Traveling can be a fantastic way to recharge and refresh, but it can also take a toll on your body. Long flights, train rides, and car trips can leave you feeling stiff, sore, and fatigued.
Fortunately, yoga can help ease travel fatigue and leave you feeling energized and rejuvenated. Here are 10 yoga poses to try on your next journey:.
1. Seated Spinal Twist (Ardha Matsyendrasana)
Sitting for long periods can wreak havoc on your spine. The seated spinal twist helps to alleviate tension in the back and stretch the shoulders and neck. Begin by sitting cross-legged and placing your left hand on your right knee.
Inhale and lengthen your spine, and then exhale and twist to the right, using your hand on the knee to gently deepen the twist. Hold for a few breaths, then inhale to release and repeat on the other side.
2. Cat and Cow Stretches
Cat and cow stretches are great for releasing tension in the spine and neck. Begin on your hands and knees, with your wrists under your shoulders and your knees under your hips. Inhale and arch your back, lifting your tailbone and head.
Exhale and round your spine, tucking your chin to your chest. Move slowly back and forth between the two poses, syncing your breath with your movement.
3. Forward Fold (Uttanasana)
Forward folds are great for stretching the hamstrings and relieving tension in the lower back. Begin standing with your feet hip-width apart. Inhale and lift your arms overhead, then exhale and fold forward, hinging at the hips.
You can bend your knees if needed. Hold for a few breaths, then inhale to rise back up.
4. Downward-Facing Dog (Adho Mukha Svanasana)
Downward-facing dog is a classic yoga pose that stretches the back, hamstrings, and calves. Begin on your hands and knees, with your wrists under your shoulders and your knees under your hips.
Exhale and tuck your toes, lifting your hips up and back to form an inverted V shape. Spread your fingers wide and press your palms into the mat. Hold for a few breaths, then release.
5. Standing Forward Bend (Uttanasana)
Standing forward bend is another great pose for stretching the hamstrings and relieving tension in the lower back. Begin standing with your feet hip-width apart. Exhale and fold forward, hinging at the hips. You can bend your knees if needed.
Let your head hang and breathe deeply. Hold for a few breaths, then inhale to rise back up.
6. Warrior II (Virabhadrasana II)
Warrior II is a powerful pose that can help you feel strong and grounded. Begin standing with your feet hip-width apart. Step your left foot back and turn it out to a 90-degree angle.
Bend your right knee and extend your arms out to the sides, parallel to the floor. Gaze over your right hand and breathe deeply. Hold for a few breaths, then switch sides.
7. Tree Pose (Vrikshasana)
Tree pose is a balancing pose that can help you feel centered and focused.
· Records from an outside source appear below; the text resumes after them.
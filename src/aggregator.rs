//! Insight aggregation
//!
//! Folds the detector candidates into the final insight list: deduplicated by
//! `(type, title, page)` keeping the first occurrence, then ordered by
//! severity with detector emission order preserved among equals.

use crate::types::Insight;
use std::collections::HashSet;

pub struct InsightAggregator;

impl InsightAggregator {
    pub fn aggregate(candidates: Vec<Insight>) -> Vec<Insight> {
        let mut seen = HashSet::new();
        let mut insights: Vec<Insight> = Vec::with_capacity(candidates.len());

        for candidate in candidates {
            let key = {
                let (kind, title, page) = candidate.dedup_key();
                (kind, title.to_string(), page.to_string())
            };
            if seen.insert(key) {
                insights.push(candidate);
            }
        }

        // stable
        insights.sort_by_key(|i| i.severity.rank());
        insights
    }
}
//! Session timeline derivation
//!
//! Builds the ordered page-view timeline from a sorted event stream, along with
//! the session bounds every detector measures against. A page interval runs
//! from its page view to the next page view, or to the session end for the
//! last page.

use crate::types::{Event, EventKind, PageView};
use chrono::{DateTime, Utc};

/// One page view together with the time the visitor spent on it
#[derive(Debug, Clone, PartialEq)]
pub struct PageInterval<'a> {
    /// Position in the page-view timeline
    pub index: usize,
    pub url: Option<&'a str>,
    pub start: DateTime<Utc>,
    pub end: DateTime<Utc>,
}

impl PageInterval<'_> {
    /// Time on page in milliseconds
    pub fn duration_ms(&self) -> i64 {
        (self.end - self.start).num_milliseconds()
    }

    /// Inclusive containment on both ends
    pub fn contains(&self, timestamp: DateTime<Utc>) -> bool {
        timestamp >= self.start && timestamp <= self.end
    }

    /// URL, or `(unknown)` for display
    pub fn display_url(&self) -> &str {
        self.url.unwrap_or("(unknown)")
    }
}

/// Sorted events plus derived page views and session bounds
#[derive(Debug, Clone)]
pub struct SessionTimeline {
    events: Vec<Event>,
    page_views: Vec<PageView>,
    start: Option<DateTime<Utc>>,
    end: Option<DateTime<Utc>>,
}

impl SessionTimeline {
    /// Build a timeline from events already sorted by timestamp
    pub fn new(events: Vec<Event>) -> Self {
        let page_views = extract_page_views(&events);
        let start = events.first().map(|e| e.timestamp);
        let end = events.last().map(|e| e.timestamp);

        Self {
            events,
            page_views,
            start,
            end,
        }
    }

    pub fn events(&self) -> &[Event] {
        &self.events
    }

    pub fn page_views(&self) -> &[PageView] {
        &self.page_views
    }

    pub fn is_empty(&self) -> bool {
        self.events.is_empty()
    }

    /// First event timestamp
    pub fn start(&self) -> Option<DateTime<Utc>> {
        self.start
    }

    /// Last event timestamp
    pub fn end(&self) -> Option<DateTime<Utc>> {
        self.end
    }

    /// `end - start` in milliseconds, 0 without events
    pub fn duration_ms(&self) -> i64 {
        match (self.start, self.end) {
            (Some(start), Some(end)) => (end - start).num_milliseconds(),
            _ => 0,
        }
    }

    /// Duration rounded to whole seconds (half up)
    pub fn duration_secs(&self) -> i64 {
        (self.duration_ms() + 500).div_euclid(1000)
    }

    /// Events of one kind, in order
    pub fn events_of(&self, kind: EventKind) -> impl Iterator<Item = &Event> + '_ {
        self.events.iter().filter(move |e| e.kind == kind)
    }

    /// Number of events of one kind
    pub fn count_of(&self, kind: EventKind) -> usize {
        self.events_of(kind).count()
    }

    /// Page intervals in timeline order
    pub fn page_intervals(&self) -> Vec<PageInterval<'_>> {
        let Some(session_end) = self.end else {
            return Vec::new();
        };

        self.page_views
            .iter()
            .enumerate()
            .map(|(index, view)| {
                let end = self
                    .page_views
                    .get(index + 1)
                    .map(|next| next.timestamp)
                    .unwrap_or(session_end);
                PageInterval {
                    index,
                    url: view.url.as_deref(),
                    start: view.timestamp,
                    end,
                }
            })
            .collect()
    }

    /// The final page interval
    pub fn last_interval(&self) -> Option<PageInterval<'_>> {
        self.page_intervals().pop()
    }

    /// Events falling inside a page interval (inclusive bounds)
    pub fn events_during(&self, interval: &PageInterval<'_>) -> impl Iterator<Item = &Event> + '_ {
        let (start, end) = (interval.start, interval.end);
        self.events
            .iter()
            .filter(move |e| e.timestamp >= start && e.timestamp <= end)
    }

    /// Deepest scroll reading inside a page interval, 0 without readings
    pub fn max_scroll_depth(&self, interval: &PageInterval<'_>) -> f64 {
        self.events_during(interval)
            .filter(|e| e.kind == EventKind::Scroll)
            .map(|e| e.scroll_depth.unwrap_or(0.0))
            .fold(0.0, f64::max)
    }

    /// URLs of all page views, skipping views without one
    pub fn page_urls(&self) -> impl Iterator<Item = &str> + Clone + '_ {
        self.page_views.iter().filter_map(|p| p.url.as_deref())
    }
}

/// Collect one page view per page-view event, in order
fn extract_page_views(events: &[Event]) -> Vec<PageView> {
    events
        .iter()
        .filter(|e| e.kind == EventKind::PageView)
        .map(|e| PageView {
            url: e.url.clone(),
            timestamp: e.timestamp,
        })
        .collect()
}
Begin standing with your feet hip-width apart. Shift your weight onto your left foot and bring your right foot to rest on your left calf or thigh.
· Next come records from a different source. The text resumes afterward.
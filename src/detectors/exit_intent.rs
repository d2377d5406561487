//! Exit-intent detection
//!
//! Classifies why the visitor left by looking at the end of the session. The
//! prioritized rules form a decision table: they are evaluated top to bottom
//! and the first rule that applies is the only one reported. Rules in the
//! independent table are evaluated on their own regardless of that outcome.

use super::{DetectorContext, PatternDetector};
use crate::error::AnalysisError;
use crate::types::{Event, EventKind, Insight, InsightType, Severity};
use chrono::{DateTime, Duration, Utc};

const BOUNCE_MAX_SECS: i64 = 10;
const EXIT_WINDOW_MS: i64 = 15_000;
const LOST_MIN_PAGES: usize = 6;
const LOST_MIN_SECS: i64 = 120;

/// Facts about the end of a session that exit rules decide on
#[derive(Debug, Clone)]
pub struct ExitFacts<'a> {
    /// URL of the final page view, empty when unknown
    pub last_url: &'a str,
    pub page_count: usize,
    /// Session duration rounded to whole seconds
    pub duration_secs: i64,
    pub session_end: DateTime<Utc>,
    /// Latest JS error inside the exit window
    pub last_error: Option<&'a Event>,
    /// Latest rage click inside the exit window
    pub last_rage_click: Option<&'a Event>,
    /// Final page matches a conversion-page pattern
    pub on_conversion_page: bool,
}

impl<'a> ExitFacts<'a> {
    /// Gather the facts; `None` when the session has no page views
    pub fn gather(ctx: &DetectorContext<'a>) -> Result<Option<Self>, AnalysisError> {
        let Some(last_page) = ctx.timeline.page_views().last() else {
            return Ok(None);
        };
        let session_end = ctx.session_end()?;
        let window_start = session_end - Duration::milliseconds(EXIT_WINDOW_MS);
        let last_in_window = |kind: EventKind| {
            ctx.timeline
                .events_of(kind)
                .filter(|e| e.timestamp >= window_start)
                .last()
        };
        let last_url = last_page.url.as_deref().unwrap_or("");

        Ok(Some(Self {
            last_url,
            page_count: ctx.timeline.page_views().len(),
            duration_secs: ctx.timeline.duration_secs(),
            session_end,
            last_error: last_in_window(EventKind::JsError),
            last_rage_click: last_in_window(EventKind::RageClick),
            on_conversion_page: ctx.patterns.conversion_page.is_match(last_url),
        }))
    }

    fn exit_insight(&self, severity: Severity, title: impl Into<String>) -> Insight {
        Insight::new(InsightType::ExitIntent, severity, title)
            .at(self.session_end)
            .with_page(Some(self.last_url))
    }
}

/// One row of the exit decision table
#[derive(Clone, Copy)]
pub struct ExitRule {
    pub name: &'static str,
    applies: fn(&ExitFacts<'_>) -> bool,
    build: fn(&ExitFacts<'_>) -> Insight,
}

impl ExitRule {
    pub const fn new(
        name: &'static str,
        applies: fn(&ExitFacts<'_>) -> bool,
        build: fn(&ExitFacts<'_>) -> Insight,
    ) -> Self {
        Self {
            name,
            applies,
            build,
        }
    }

    /// Build the insight when the rule applies
    pub fn evaluate(&self, facts: &ExitFacts<'_>) -> Option<Insight> {
        (self.applies)(facts).then(|| (self.build)(facts))
    }
}

impl std::fmt::Debug for ExitRule {
    fn fmt(&self, f: &mut std::fmt::Formatter<'_>) -> std::fmt::Result {
        f.debug_struct("ExitRule").field("name", &self.name).finish()
    }
}

fn bounce() -> ExitRule {
    ExitRule::new(
        "bounce",
        |f| f.duration_secs < BOUNCE_MAX_SECS && f.page_count == 1,
        |f| {
            f.exit_insight(Severity::Medium, "Bounce - content mismatch")
                .with_description(format!(
                    "Session lasted only {}s with a single page view, suggesting the content did not match the user's expectations.",
                    f.duration_secs
                ))
                .with_recommendation(
                    "Review the landing page content and traffic sources. Ensure the page matches ad/search intent.",
                )
        },
    )
}

fn error_driven() -> ExitRule {
    ExitRule::new(
        "error_driven",
        |f| f.last_error.is_some(),
        |f| {
            let message = f
                .last_error
                .and_then(|e| e.message.as_deref())
                .unwrap_or("Unknown error");
            f.exit_insight(Severity::High, "Error-driven exit")
                .with_description(format!(
                    "User left the site shortly after encountering an error: \"{}\" on \"{}\".",
                    message, f.last_url
                ))
                .with_recommendation("Fix the JavaScript error to prevent users from leaving.")
        },
    )
}

fn frustration_driven() -> ExitRule {
    ExitRule::new(
        "frustration_driven",
        |f| f.last_rage_click.is_some(),
        |f| {
            let element = f
                .last_rage_click
                .and_then(|e| e.element.as_deref())
                .unwrap_or("unknown element");
            f.exit_insight(Severity::High, "Frustration-driven exit")
                .with_description(format!(
                    "User left after rage-clicking on \"{}\". The last rage click was on \"{}\".",
                    f.last_url, element
                ))
                .with_recommendation(
                    "Investigate what the user was trying to do and ensure the interface is responsive.",
                )
        },
    )
}

fn abandoned_conversion_page() -> ExitRule {
    ExitRule::new(
        "abandoned_conversion_page",
        |f| f.on_conversion_page,
        |f| {
            f.exit_insight(Severity::High, format!("Abandoned at {}", f.last_url))
                .with_description(format!(
                    "User was on \"{}\" (a conversion-critical page) when they left the site.",
                    f.last_url
                ))
                .with_recommendation(
                    "Review the page for friction points. Consider exit-intent popups, simplified checkout, or trust badges.",
                )
        },
    )
}

fn could_not_find() -> ExitRule {
    ExitRule::new(
        "could_not_find",
        |f| f.page_count >= LOST_MIN_PAGES && f.duration_secs > LOST_MIN_SECS,
        |f| {
            let minutes = (f.duration_secs as f64 / 60.0).round() as i64;
            f.exit_insight(Severity::Low, "Could not find what they needed")
                .with_description(format!(
                    "User viewed {} pages over {}m but still left from \"{}\".",
                    f.page_count, minutes, f.last_url
                ))
                .with_recommendation(
                    "Consider improving site search, navigation, or adding a chatbot to help users find content.",
                )
        },
    )
}

/// Exit-intent detector driven by two rule tables
#[derive(Debug, Clone)]
pub struct ExitIntentDetector {
    /// Evaluated in order, first match wins
    prioritized: Vec<ExitRule>,
    /// Always evaluated
    independent: Vec<ExitRule>,
}

impl ExitIntentDetector {
    pub fn new(prioritized: Vec<ExitRule>, independent: Vec<ExitRule>) -> Self {
        Self {
            prioritized,
            independent,
        }
    }

    pub fn rule_names(&self) -> impl Iterator<Item = &'static str> + '_ {
        self.prioritized
            .iter()
            .chain(&self.independent)
            .map(|rule| rule.name)
    }
}

impl Default for ExitIntentDetector {
    fn default() -> Self {
        Self::new(
            vec![
                bounce(),
                error_driven(),
                frustration_driven(),
                abandoned_conversion_page(),
            ],
            vec![could_not_find()],
        )
    }
}

impl PatternDetector for ExitIntentDetector {
    fn name(&self) -> &'static str {
        "exit_intent"
    }

    fn detect(&self, ctx: &DetectorContext<'_>) -> Result<Vec<Insight>, AnalysisError> {
        let Some(facts) = ExitFacts::gather(ctx)? else {
            return Ok(Vec::new());
        };

        let mut insights: Vec<Insight> = self
            .prioritized
            .iter()
            .find_map(|rule| rule.evaluate(&facts))
            .into_iter()
            .collect();
        insights.extend(self.independent.iter().filter_map(|rule| rule.evaluate(&facts)));
        Ok(insights)
    }
}

#[cfg(test)]
mod tests {
    use super::super::test_support::*;
    use super::*;
    use pretty_assertions::assert_eq;

    fn detect(events: Vec<Event>) -> Vec<Insight> {
        let tl = timeline(events);
        ExitIntentDetector::default()
            .detect(&DetectorContext::new(&tl, patterns()))
            .unwrap()
    }

    #[test]
    fn test_rule_order() {
        let names: Vec<_> = ExitIntentDetector::default().rule_names().collect();
        assert_eq!(
            names,
            vec![
                "bounce",
                "error_driven",
                "frustration_driven",
                "abandoned_conversion_page",
                "could_not_find"
            ]
        );
    }

    #[test]
    fn test_no_page_views() {
        let insights = detect(vec![event(EventKind::Click, 0), event(EventKind::Click, 3)]);
        assert!(insights.is_empty());
    }

    #[test]
    fn test_bounce() {
        let insights = detect(vec![page(0, "/blog/post"), event(EventKind::Scroll, 5)]);

        assert_eq!(insights.len(), 1);
        assert_eq!(insights[0].title, "Bounce - content mismatch");
        assert_eq!(insights[0].severity, Severity::Medium);
        assert_eq!(insights[0].timestamp, Some(at(5)));
        assert_eq!(insights[0].page.as_deref(), Some("/blog/post"));
    }

    #[test]
    fn test_bounce_takes_priority_over_conversion_page() {
        let insights = detect(vec![page(0, "/cart"), event(EventKind::Click, 4)]);
        assert_eq!(insights.len(), 1);
        assert_eq!(insights[0].title, "Bounce - content mismatch");
    }

    #[test]
    fn test_error_driven_exit() {
        let insights = detect(vec![
            page(0, "/"),
            page(20, "/checkout"),
            event(EventKind::JsError, 50).with_message("first"),
            event(EventKind::JsError, 55).with_message("Payment widget failed"),
            event(EventKind::Click, 60),
        ]);

        assert_eq!(insights.len(), 1);
        assert_eq!(insights[0].title, "Error-driven exit");
        assert!(insights[0].description.contains("\"Payment widget failed\" on \"/checkout\""));
    }

    #[test]
    fn test_error_without_message() {
        let insights = detect(vec![page(0, "/"), event(EventKind::JsError, 50)]);
        assert!(insights[0].description.contains("\"Unknown error\""));
    }

    #[test]
    fn test_frustration_driven_exit() {
        let insights = detect(vec![
            page(0, "/pricing"),
            event(EventKind::RageClick, 40),
            event(EventKind::Click, 50),
        ]);

        assert_eq!(insights.len(), 1);
        assert_eq!(insights[0].title, "Frustration-driven exit");
        assert!(insights[0].description.ends_with("\"unknown element\"."));
    }

    #[test]
    fn test_abandoned_at_conversion_page() {
        let insights = detect(vec![page(0, "/"), page(10, "/product/7"), event(EventKind::Scroll, 40)]);

        assert_eq!(insights.len(), 1);
        assert_eq!(insights[0].title, "Abandoned at /product/7");
        assert_eq!(insights[0].severity, Severity::High);
    }

    #[test]
    fn test_could_not_find_is_independent() {
        let mut events: Vec<Event> = (0..6).map(|i| page(i * 30, &format!("/docs/{i}"))).collect();
        events.push(page(180, "/order/status"));
        events.push(event(EventKind::Scroll, 200));
        let insights = detect(events);

        let titles: Vec<_> = insights.iter().map(|i| i.title.as_str()).collect();
        assert_eq!(
            titles,
            vec!["Abandoned at /order/status", "Could not find what they needed"]
        );
        assert!(insights[1].description.contains("viewed 7 pages over 3m"));
    }
}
Press your foot into your leg and bring your hands together in front of your heart. Hold for a few breaths, then switch sides.
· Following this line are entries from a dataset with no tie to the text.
/// Bucket a batch of sessions by start day and return the `Trends` JSON.
///
/// # Safety
/// - `sessions_json` follows the rules of `lens_overview`.
/// - `days` is clamped to 1..=90.
/// - `today` may be NULL for the current UTC date; otherwise it must be a
///   valid null-terminated `YYYY-MM-DD` C string.
/// - Returns a newly allocated string that must be freed with `lens_free_string`.
/// - Returns NULL on error; call `lens_last_error` to get the error message.
#[no_mangle]
pub unsafe extern "C" fn lens_trends(
    sessions_json: *const c_char,
    days: u32,
    today: *const c_char,
) -> *mut c_char {
    clear_last_error();

    let Some(sessions) = cstr_to_str(sessions_json) else {
        set_last_error("Invalid sessions JSON string pointer");
        return ptr::null_mut();
    };
    let today = if today.is_null() {
        Ok(Utc::now().date_naive())
    } else {
        match cstr_to_str(today) {
            Some(day) => parse_day(day),
            None => {
                set_last_error("Invalid day string pointer");
                return ptr::null_mut();
            }
        }
    };

    into_c_result(today.and_then(|today| trends_json(sessions, days, today)))
}

// ============================================================================
// Configured Analyzer API
// ============================================================================

/// Opaque handle to a SessionAnalyzer with its own pattern tables
pub struct LensAnalyzerHandle {
    analyzer: SessionAnalyzer,
}

/// Create an analyzer.
///
/// # Safety
/// - `patterns_json` may be NULL for the built-in pattern tables; otherwise it
///   must be a valid null-terminated C string holding a pattern configuration.
/// - Returns a pointer that must be freed with `lens_analyzer_free`.
/// - Returns NULL on error; call `lens_last_error` to get the error message.
#[no_mangle]
pub unsafe extern "C" fn lens_analyzer_new(patterns_json: *const c_char) -> *mut LensAnalyzerHandle {
    clear_last_error();

    let analyzer = if patterns_json.is_null() {
        SessionAnalyzer::new()
    } else {
        let Some(json) = cstr_to_str(patterns_json) else {
            set_last_error("Invalid patterns JSON string pointer");
            return ptr::null_mut();
        };
        match PatternConfig::from_json(json).and_then(|config| SessionAnalyzer::from_config(&config)) {
            Ok(analyzer) => analyzer,
            Err(e) => {
                set_last_error(&e.to_string());
                return ptr::null_mut();
            }
        }
    };

    Box::into_raw(Box::new(LensAnalyzerHandle { analyzer }))
}

/// Free an analyzer.
///
/// # Safety
/// - `analyzer` must be a pointer returned by `lens_analyzer_new`, or NULL.
/// - After calling this function, the pointer is invalid.
#[no_mangle]
pub unsafe extern "C" fn lens_analyzer_free(analyzer: *mut LensAnalyzerHandle) {
    if !analyzer.is_null() {
        drop(Box::from_raw(analyzer));
    }
}

/// Analyze one session with a configured analyzer.
///
/// # Safety
/// - `analyzer` must be a valid pointer returned by `lens_analyzer_new`.
/// - `events_json` and `meta_json` follow the rules of `lens_analyze_session`.
/// - Returns a newly allocated string that must be freed with `lens_free_string`.
/// - Returns NULL on error; call `lens_last_error` to get the error message.
#[no_mangle]
pub unsafe extern "C" fn lens_analyzer_analyze(
    analyzer: *const LensAnalyzerHandle,
    events_json: *const c_char,
    meta_json: *const c_char,
) -> *mut c_char {
    clear_last_error();

    if analyzer.is_null() {
        set_last_error("Null analyzer pointer");
        return ptr::null_mut();
    }
    let handle = &*analyzer;

    let Some(events) = cstr_to_str(events_json) else {
        set_last_error("Invalid events JSON string pointer");
        return ptr::null_mut();
    };
    let meta = if meta_json.is_null() {
        Ok(SessionMeta::default())
    } else {
        match cstr_to_str(meta_json) {
            Some(s) => parse_meta(s),
            None => {
                set_last_error("Invalid meta JSON string pointer");
                return ptr::null_mut();
            }
        }
    };

    let result = parse_events(events).and_then(|records| {
        let meta = meta?;
        let result = handle.analyzer.analyze(&records, &meta);
        Ok(serde_json::to_string(&result)?)
    });
    into_c_result(result)
}

// ============================================================================
// Memory Management
// ============================================================================

/// Free a string returned by a `lens_*` function.
///
/// # Safety
/// - `ptr` must be a valid pointer returned by a `lens_*` function, or NULL.
/// - After calling this function, the pointer is invalid.
#[no_mangle]
pub unsafe extern "C" fn lens_free_string(ptr: *mut c_char) {
    if !ptr.is_null() {
        drop(CString::from_raw(ptr));
    }
}

// ============================================================================
// Error Handling
// ============================================================================

/// Get the last error message.
///
/// # Safety
/// - Returns a pointer to a thread-local error string.
/// - The returned pointer is valid until the next `lens_*` call on this thread.
/// - Do NOT free the returned pointer.
/// - Returns NULL if no error occurred.
#[no_mangle]
pub unsafe extern "C" fn lens_last_error() -> *const c_char {
    LAST_ERROR.with(|e| match &*e.borrow() {
        Some(cstr) => cstr.as_ptr(),
        None => ptr::null(),
    })
}

// ============================================================================
// Version Information
// ============================================================================

/// Get the library version.
///
/// # Safety
/// - Returns a pointer to a static string. Do NOT free.
#[no_mangle]
pub unsafe extern "C" fn lens_version() -> *const c_char {
    static VERSION: &[u8] = concat!(env!("CARGO_PKG_VERSION"), "\0").as_bytes();
    VERSION.as_ptr() as *const c_char
}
8. Child’s Pose (Balasana)
Child’s pose is a gentle resting pose that can help you feel calm and relaxed. Begin on your hands and knees, with your wrists under your shoulders and your knees under your hips. Lower your hips back to your heels and stretch your arms forward.
Rest your forehead on the mat and breathe deeply. Hold for a few breaths, then rise back up.
9. Legs-Up-the-Wall Pose (Viparita Karani)
Legs-up-the-wall pose is a restorative pose that can help you feel refreshed and rejuvenated. Sit with your right hip against a wall and swing your legs up the wall as you lie back on the floor. Your hips should be as close to the wall as possible.
Let your arms rest by your sides and breathe deeply. Hold for a few minutes, then gently roll to one side to come out of the pose.
10. Corpse Pose (Savasana)
Corpse pose is the ultimate relaxation pose and can help you let go of any tension or stress. Lie flat on your back with your arms by your sides. Close your eyes and breathe deeply. Let your body relax fully into the mat.
Hold for as long as you like, then gently roll to one side to come out of the pose.